I was reading this excellent post on Gmail’s Blog.
And I came across this line in the end which says,
If you’re building an application that (a) has significant UI
independent client logic
What does one mean by UI Independent client logic?
Can someone please explain this with some examples?
1
Let’s assume you have an application that looks at the last 100 payments performed with a creditcard and displays a graph for these with the payments grouped into different categories (food, car, sports,…). Instead of the server performing all the grouping and calculating you decide to take advantage of the processing power on the clients (which is what google does for GMail) and only send the clients a list of payments.
There would be logic that takes the payments, groups them into the categories and calculates the totals for the different categories. That logic does not depend on the UI but is performed on the client side and is UI independent client logic.

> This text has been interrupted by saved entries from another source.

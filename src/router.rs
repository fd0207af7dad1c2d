use std::{sync::Arc, time::Duration};

use futures::future::join_all;
use tokio::{sync::Mutex, task::JoinHandle};
use tokio_util::sync::CancellationToken;
use tracing::{debug, info, warn};

use crate::{
    backoff::RetryPolicy,
    config::RouterConfig,
    error::Error,
    inbox::Inbox,
    port::PortDriver,
    serial::SerialDriver,
    status::{RouterStatus, StatusBoard, WorkerRole},
    watchdog::{RestartRecord, Slots, Watchdog, WorkerSlot},
    worker::WorkerSpec,
};

struct Running<D: PortDriver> {
    cancel: CancellationToken,
    slots: Slots<D>,
    watchdog: JoinHandle<()>,
    inboxes: [Inbox; 3],
    grace: Duration,
}

/// Routes one incoming port to two outgoing ports.
///
/// Bytes read from the incoming port are written to both outgoing ports.
/// Bytes read from either outgoing port are written to the incoming port.
///
/// Each port is served by its own worker task, and a watchdog task restarts stuck workers.
/// Must be started from within a Tokio runtime.
pub struct Router<D: PortDriver = SerialDriver> {
    driver: D,
    status: StatusBoard,
    running: Option<Running<D>>,
}

impl Router<SerialDriver> {
    /// A router using real serial ports.
    pub fn serial() -> Self {
        Self::new(SerialDriver)
    }
}

impl<D: PortDriver> Router<D> {
    /// A stopped router which opens ports through `driver`.
    pub fn new(driver: D) -> Self {
        Self {
            driver,
            status: StatusBoard::new(["", "", ""]),
            running: None,
        }
    }

    /// Validate `config` and start routing.
    ///
    /// Returns as soon as the workers are spawned, ports are opened in the background.
    /// A bad config is refused before any port is touched.
    pub fn start(&mut self, config: RouterConfig) -> Result<(), Error> {
        if self.running.is_some() {
            return Err(Error::AlreadyRunning);
        }

        config.validate()?;

        let RouterConfig {
            incoming,
            outgoing: [outgoing_a, outgoing_b],
            max_backoff,
            watchdog: supervision,
            ..
        } = config;

        info!(
            incoming = %incoming.name,
            outgoing_a = %outgoing_a.name,
            outgoing_b = %outgoing_b.name,
            ?max_backoff,
            "Starting router"
        );

        let status = StatusBoard::new([
            incoming.name.as_str(),
            outgoing_a.name.as_str(),
            outgoing_b.name.as_str(),
        ]);
        let policy = RetryPolicy::new(max_backoff);

        let inboxes = [Inbox::default(), Inbox::default(), Inbox::default()];
        let [to_incoming, to_a, to_b] = inboxes.clone();

        let spec = |role, port, inbox, fan_out| WorkerSpec {
            role,
            port,
            driver: self.driver.clone(),
            inbox,
            fan_out,
            policy,
            status: status.clone(),
        };

        let specs = [
            spec(
                WorkerRole::Incoming,
                incoming,
                to_incoming.clone(),
                vec![to_a.clone(), to_b.clone()],
            ),
            spec(
                WorkerRole::OutgoingA,
                outgoing_a,
                to_a,
                vec![to_incoming.clone()],
            ),
            spec(WorkerRole::OutgoingB, outgoing_b, to_b, vec![to_incoming]),
        ];

        // Every inbox has its reader before any worker can publish.
        let readers = specs
            .iter()
            .map(|spec| spec.inbox.reader())
            .collect::<Vec<_>>();

        let cancel = CancellationToken::new();
        status.set_running(true);

        let slots = specs
            .into_iter()
            .zip(readers)
            .map(|(spec, reader)| {
                let handle = spec.spawn(&cancel, 0, reader);

                WorkerSlot {
                    spec,
                    handle: Some(handle),
                    record: RestartRecord::default(),
                }
            })
            .collect();
        let slots = Arc::new(Mutex::new(slots));

        let watchdog =
            Watchdog::new(slots.clone(), supervision, cancel.clone(), status.clone()).spawn();

        self.status = status;
        self.running = Some(Running {
            cancel,
            slots,
            watchdog,
            inboxes,
            grace: supervision.restart_grace,
        });

        Ok(())
    }

    /// Stop routing.
    ///
    /// Waits until every worker and the watchdog have exited and every port is closed.
    /// Workers which do not stop within the restart grace period are aborted.
    /// Stopping a stopped router does nothing.
    pub async fn stop(&mut self) {
        let Some(running) = self.running.take() else {
            debug!("Not running");
            return;
        };

        info!("Stopping router");
        running.cancel.cancel();

        if let Err(e) = running.watchdog.await {
            warn!(%e, "Watchdog ended abnormally");
        }

        let handles = running
            .slots
            .lock()
            .await
            .iter_mut()
            .filter_map(|slot| slot.handle.take())
            .collect::<Vec<_>>();

        join_all(
            handles
                .into_iter()
                .map(|handle| handle.shutdown(running.grace)),
        )
        .await;

        self.status.set_running(false);
        info!("Router stopped");
    }

    /// True between a successful [`Router::start`] and [`Router::stop`].
    pub fn is_running(&self) -> bool {
        self.running.is_some()
    }

    /// A consistent snapshot of every worker.
    ///
    /// Still available after stopping, showing the final state.
    pub fn status(&self) -> RouterStatus {
        let mut status = self.status.snapshot();

        if let Some(running) = &self.running {
            for (worker, inbox) in status.workers.iter_mut().zip(&running.inboxes) {
                worker.queued = inbox.len();
            }
        }

        status
    }
}

impl<D: PortDriver> Drop for Router<D> {
    fn drop(&mut self) {
        if let Some(running) = &self.running {
            debug!("Router dropped while running, cancelling workers");
            running.cancel.cancel();
        }
    }
}

impl<D: PortDriver> std::fmt::Debug for Router<D> {
    fn fmt(&self, f: &mut std::fmt::Formatter<'_>) -> std::fmt::Result {
        f.debug_struct("Router")
            .field("driver", &self.driver)
            .field("running", &self.is_running())
            .finish()
    }
}
use std::time::Duration;

use clap::Parser;
use color_eyre::Result;
use serial_router::{cli, config::Config, logging, router::Router};

#[cfg(unix)]
use tokio::signal::unix::{signal, SignalKind};

use tracing::{debug, error, info};

#[tokio::main]
async fn main() -> Result<()> {
    color_eyre::install()?;

    let cli = cli::Cli::parse();

    let mut config = if let Some(config_path) = &cli.config {
        Config::new_from_path(config_path)?
    } else {
        Config::default()
    };

    if let Some(command) = cli.command {
        return cli::handle_command(command, &config);
    }

    if let Some(incoming) = cli.incoming {
        config.incoming_port = incoming;
    }

    let level = config.log_level.into();
    logging::init(level, config.log_dir.clone().map(|dir| (level, dir))).await;

    match &cli.config {
        Some(config_path) => debug!(?config_path, "Config from path"),
        None => debug!("Default config"),
    }

    let routed = route(&config, cli.status_interval).await;
    if let Err(e) = &routed {
        error!("Routing failed: {e}");
    }

    logging::shutdown();

    routed
}

/// Route until told to quit.
async fn route(config: &Config, status_interval: u64) -> Result<()> {
    let mut router = Router::serial();
    router.start(config.router_config()?)?;

    let mut status_interval = tokio::time::interval(Duration::from_secs(status_interval.max(1)));
    // The first tick completes right away.
    status_interval.tick().await;

    #[cfg(unix)]
    let mut hangup = signal(SignalKind::hangup())?;

    loop {
        #[cfg(unix)]
        let hung_up = hangup.recv();
        #[cfg(not(unix))]
        let hung_up = std::future::pending::<Option<()>>();

        tokio::select! {
            _ = tokio::signal::ctrl_c() => {
                info!("Ctrl-C, quitting");
                break;
            }
            _ = hung_up => {
                info!("Told to hang up, quitting");
                break;
            }
            _ = status_interval.tick() => {
                for worker in router.status().workers {
                    info!("{worker}");
                }
            }
        }
    }

    router.stop().await;

    Ok(())
}
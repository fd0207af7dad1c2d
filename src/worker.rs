//! The routing worker.
//!
//! Each worker owns one port exclusively.
//! It reads from the port and publishes what it reads to the other workers' inboxes,
//! and writes whatever arrives in its own inbox to the port.
//! When the port goes away it reconnects on its own, backing off between attempts.

use std::time::Duration;

use bytes::Bytes;
use tokio::{task::JoinHandle, time::Instant};
use tokio_util::sync::CancellationToken;
use tracing::{debug, error, info, info_span, warn, Instrument};

use crate::{
    backoff::RetryPolicy,
    config::PortConfig,
    error::PortError,
    inbox::{Inbox, InboxReader},
    port::{PortConnection, PortDriver, PortState},
    status::{StatusBoard, WorkerRole},
};

/// At most this many chunks are written per loop iteration.
pub const DRAIN_BATCH: usize = 64;

/// A waiting worker still shows it is alive this often.
pub const HEARTBEAT_INTERVAL: Duration = Duration::from_secs(1);

/// Reads wait at least this long, so a zero timeout does not spin.
pub const READ_WINDOW_FLOOR: Duration = Duration::from_millis(5);

/// Writes are given at least this long to complete.
pub const WRITE_DEADLINE_FLOOR: Duration = Duration::from_secs(1);

/// Connect failures up to this many are logged as warnings.
const LOUD_FAILURES: u32 = 3;

/// Everything needed to spawn a worker, and to spawn it again after a restart.
#[derive(Debug, Clone)]
pub(crate) struct WorkerSpec<D: PortDriver> {
    pub(crate) role: WorkerRole,
    pub(crate) port: PortConfig,
    pub(crate) driver: D,
    pub(crate) inbox: Inbox,
    pub(crate) fan_out: Vec<Inbox>,
    pub(crate) policy: RetryPolicy,
    pub(crate) status: StatusBoard,
}

impl<D: PortDriver> WorkerSpec<D> {
    pub(crate) fn read_window(&self) -> Duration {
        self.port.timeout.max(READ_WINDOW_FLOOR)
    }

    pub(crate) fn write_deadline(&self) -> Duration {
        self.port.timeout.max(WRITE_DEADLINE_FLOOR)
    }

    /// The longest a healthy worker goes without a heartbeat.
    pub(crate) fn cadence(&self) -> Duration {
        self.read_window()
            .max(self.write_deadline())
            .max(HEARTBEAT_INTERVAL)
    }

    /// Start a worker under `parent`, seeded with `failures` consecutive failures.
    ///
    /// `inbox` is a reader of this worker's inbox, taken before any chunk meant for it is posted.
    pub(crate) fn spawn(
        &self,
        parent: &CancellationToken,
        failures: u32,
        inbox: InboxReader,
    ) -> WorkerHandle {
        let cancel = parent.child_token();

        self.status.worker_spawned(self.role, failures);

        let worker = RoutingWorker {
            role: self.role,
            conn: PortConnection::new(self.driver.clone(), self.port.clone()),
            inbox,
            fan_out: self.fan_out.clone(),
            policy: self.policy,
            status: self.status.clone(),
            cancel: cancel.clone(),
            failures,
            read_window: self.read_window(),
            write_deadline: self.write_deadline(),
        };

        let span = info_span!("worker", role = %self.role, port = %self.port.name);
        let join = tokio::spawn(worker.run().instrument(span));

        WorkerHandle { cancel, join }
    }
}

/// A running worker.
#[derive(Debug)]
pub(crate) struct WorkerHandle {
    cancel: CancellationToken,
    join: JoinHandle<()>,
}

impl WorkerHandle {
    /// True if the worker's task has ended.
    pub(crate) fn is_finished(&self) -> bool {
        self.join.is_finished()
    }

    /// Ask the worker to stop, and force it if it does not within `grace`.
    ///
    /// Once this returns the worker is gone and its port is closed.
    pub(crate) async fn shutdown(self, grace: Duration) {
        self.cancel.cancel();

        let mut join = self.join;

        match tokio::time::timeout(grace, &mut join).await {
            Ok(Ok(())) => {}
            Ok(Err(e)) => warn!(%e, "Worker ended abnormally"),
            Err(_elapsed) => {
                warn!(?grace, "Worker did not stop in time, aborting it");
                join.abort();
                // Joining makes sure the task, and with it the port, has been dropped.
                let _ = join.await;
            }
        }
    }
}

enum Event {
    Read(Result<Bytes, PortError>),
    Inbox(Bytes),
}

struct RoutingWorker<D: PortDriver> {
    role: WorkerRole,
    conn: PortConnection<D>,
    inbox: InboxReader,
    fan_out: Vec<Inbox>,
    policy: RetryPolicy,
    status: StatusBoard,
    cancel: CancellationToken,
    failures: u32,
    read_window: Duration,
    write_deadline: Duration,
}

impl<D: PortDriver> RoutingWorker<D> {
    async fn run(mut self) {
        info!(failures = self.failures, "Worker started");

        while !self.cancel.is_cancelled() {
            let keep_going = if self.conn.is_open() {
                self.pump().await
            } else {
                self.reconnect().await
            };

            if !keep_going {
                break;
            }

            self.status.heartbeat(self.role);
        }

        self.conn.close();
        self.status.set_state(self.role, PortState::Disconnected);

        info!("Worker stopped");
    }

    /// Sleep for `delay`, heartbeating along the way.
    ///
    /// Returns false if cancelled.
    async fn wait(&mut self, delay: Duration) -> bool {
        let deadline = Instant::now() + delay;

        loop {
            let now = Instant::now();
            if now >= deadline {
                return true;
            }

            let slice = (deadline - now).min(HEARTBEAT_INTERVAL);

            tokio::select! {
                _ = self.cancel.cancelled() => return false,
                _ = tokio::time::sleep(slice) => {}
            }

            self.status.heartbeat(self.role);
        }
    }

    async fn reconnect(&mut self) -> bool {
        let delay = self.policy.delay(self.failures);

        if !delay.is_zero() {
            debug!(?delay, failures = self.failures, "Waiting before reconnecting");

            if !self.wait(delay).await {
                return false;
            }
        }

        self.status.set_state(self.role, PortState::Connecting);
        debug!(attempt = self.failures.saturating_add(1), "Connecting");

        let opened = tokio::select! {
            _ = self.cancel.cancelled() => return false,
            opened = self.conn.open() => opened,
        };

        match opened {
            Ok(()) => {
                if self.failures > 0 {
                    info!(failures = self.failures, "Connected after failures");
                } else {
                    info!("Connected");
                }

                self.failures = 0;
                self.status.connected(self.role);
            }
            Err(e) => {
                self.failures = self.failures.saturating_add(1);
                log_connect_failure(self.failures, &e);
                self.status.failed(self.role, self.failures, &e);
            }
        }

        true
    }

    async fn pump(&mut self) -> bool {
        let event = tokio::select! {
            biased;

            _ = self.cancel.cancelled() => return false,
            read = self.conn.read_chunk(self.read_window) => Event::Read(read),
            chunk = self.inbox.recv() => match chunk {
                Some(chunk) => Event::Inbox(chunk),
                None => {
                    info!("Inbox closed");
                    return false;
                }
            },
        };

        let first = match event {
            Event::Read(Ok(chunk)) if chunk.is_empty() => {
                // Idle ports may never fail a read, ask the device instead.
                if !self.conn.probe() {
                    let name = self.conn.name().to_owned();
                    self.lost(PortError::Disconnected(name));
                    return true;
                }
                None
            }
            Event::Read(Ok(chunk)) => {
                self.publish(chunk);
                None
            }
            Event::Read(Err(e)) => {
                self.lost(e);
                return true;
            }
            Event::Inbox(chunk) => Some(chunk),
        };

        self.drain(first).await;

        true
    }

    fn publish(&mut self, chunk: Bytes) {
        for inbox in &self.fan_out {
            inbox.post(chunk.clone());
        }

        self.status.record_from_port(self.role, chunk.len());
    }

    /// Write queued chunks to the port, starting with `first`.
    async fn drain(&mut self, first: Option<Bytes>) {
        let mut next = first;

        for _ in 0..DRAIN_BATCH {
            if self.cancel.is_cancelled() {
                break;
            }

            let Some(chunk) = next.take().or_else(|| self.inbox.try_recv()) else {
                break;
            };

            if let Err(e) = self.conn.write_chunk(&chunk, self.write_deadline).await {
                self.lost(e);
                break;
            }

            self.status.record_to_port(self.role, chunk.len());
        }

        let dropped = self.inbox.take_dropped();
        if dropped > 0 {
            self.status.record_dropped(self.role, dropped);
        }
    }

    fn lost(&mut self, error: PortError) {
        self.conn.close();
        self.failures = self.failures.saturating_add(1);

        warn!(%error, "Connection lost");
        self.status.failed(self.role, self.failures, &error);
    }
}

fn log_connect_failure(failures: u32, error: &PortError) {
    if failures <= LOUD_FAILURES {
        warn!(failures, %error, "Connect failed");
    } else if failures % 10 == 0 {
        error!(failures, %error, "Still unable to connect");
    } else {
        debug!(failures, %error, "Connect failed");
    }
}
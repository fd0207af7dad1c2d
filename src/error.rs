use std::{io, time::Duration};

use thiserror::Error;

use crate::status::WorkerRole;

/// A configuration that must not be started.
///
/// Returned synchronously by [`crate::router::Router::start`] before any port is touched.
#[derive(Debug, Clone, Error, PartialEq, Eq)]
pub enum ConfigError {
    /// Both outgoing endpoints point at the same port.
    #[error("Both outgoing endpoints resolve to the same port `{0}`")]
    SameOutgoing(String),

    /// An outgoing endpoint is also the incoming endpoint.
    #[error("The outgoing endpoint `{0}` is also the incoming endpoint")]
    OutgoingIsIncoming(String),

    /// The two outgoing endpoints are the two ends of one loopback pair.
    #[error("The outgoing endpoints `{0}` and `{1}` are a loopback pair")]
    OutgoingPaired(String, String),

    /// The incoming endpoint is the far end of an outgoing endpoint's pair.
    #[error("The incoming endpoint `{incoming}` is paired with the outgoing endpoint `{outgoing}`")]
    IncomingPairedWithOutgoing {
        /// The selected incoming port.
        incoming: String,

        /// The outgoing port it is paired with.
        outgoing: String,
    },

    /// A field holds a value which cannot be used.
    #[error("Bad value for `{field}`: {problem}")]
    BadValue {
        /// Which field.
        field: &'static str,

        /// What is wrong with it.
        problem: String,
    },
}

/// Problems talking to a single port.
///
/// These never leave a worker, they drive it back to `Disconnected`.
#[derive(Debug, Error)]
pub enum PortError {
    /// The port could not be acquired.
    #[error("Could not open `{port}`: {source}")]
    Connect {
        /// The port name.
        port: String,

        /// Why.
        source: io::Error,
    },

    /// A read or write on an open port failed.
    #[error("I/O problem on `{port}`: {source}")]
    Io {
        /// The port name.
        port: String,

        /// Why.
        source: io::Error,
    },

    /// The device went away (end of stream).
    #[error("`{0}` disconnected")]
    Disconnected(String),

    /// An operation which needs an open port was attempted without one.
    #[error("`{0}` is not open")]
    NotOpen(String),
}

/// Problems observed by the watchdog.
#[derive(Debug, Clone, Error, PartialEq, Eq)]
pub enum SupervisionError {
    /// The worker's heartbeat went stale.
    #[error("Worker {worker} stalled, no heartbeat for {since:?}")]
    Stall {
        /// Which worker.
        worker: WorkerRole,

        /// Age of the last heartbeat.
        since: Duration,
    },

    /// The worker's task ended without being asked to.
    #[error("Worker {worker} exited unexpectedly")]
    Crashed {
        /// Which worker.
        worker: WorkerRole,
    },

    /// The restart budget is spent for now.
    #[error("Worker {worker} needs attention: {restarts} restarts in the window, not restarting")]
    PersistentFailure {
        /// Which worker.
        worker: WorkerRole,

        /// Restarts within the window.
        restarts: usize,
    },
}

/// Errors this library may return to a caller.
#[derive(Debug, Error)]
pub enum Error {
    /// Invalid configuration.
    #[error(transparent)]
    Config(#[from] ConfigError),

    /// Port related problems.
    #[error(transparent)]
    Port(#[from] PortError),

    /// Underlying IO problem, e.g. reading a config file.
    #[error("Underlying IO problem: {0}")]
    Io(#[from] io::Error),

    /// A RON config file could not be parsed.
    #[error("Bad RON config: {0}")]
    Ron(#[from] ron::error::SpannedError),

    /// A config could not be written as RON.
    #[error("Could not write RON config: {0}")]
    RonWrite(#[from] ron::Error),

    /// A JSON config file could not be parsed.
    #[error("Bad JSON config: {0}")]
    Json(#[from] serde_json::Error),

    /// `start` was called on a router which is already routing.
    #[error("The router is already running")]
    AlreadyRunning,
}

On the other hand, there must also be logic to render these things onto a graph. This will probably involve drawing or rendering images and will require logic to see how big a certain part of the graph needs to be rendered. This is logic that depends on the UI and is performed on the client side so UI dependent client logic.
Now, if you have different applications (native apps, mobile website) they would all have the same logic to group the payments. What would differ between these applications would be the way the graph needs to be rendered. Hence the former is UI independent, the latter UI dependent logic.
2
UI Independent client logic
For most applications, this would be the model in the MVC, MVP, MVVM, … patterns.
The model is all the data and business logic needed to run an application.
In old incarnations of the web, this was all done server side with the browser only presenting views to the user. Now, more applications are running some/most/all of the model within the browser. Ideally, an application should run as a set of APIs without any reference to views (DOM elements) or view binding logic.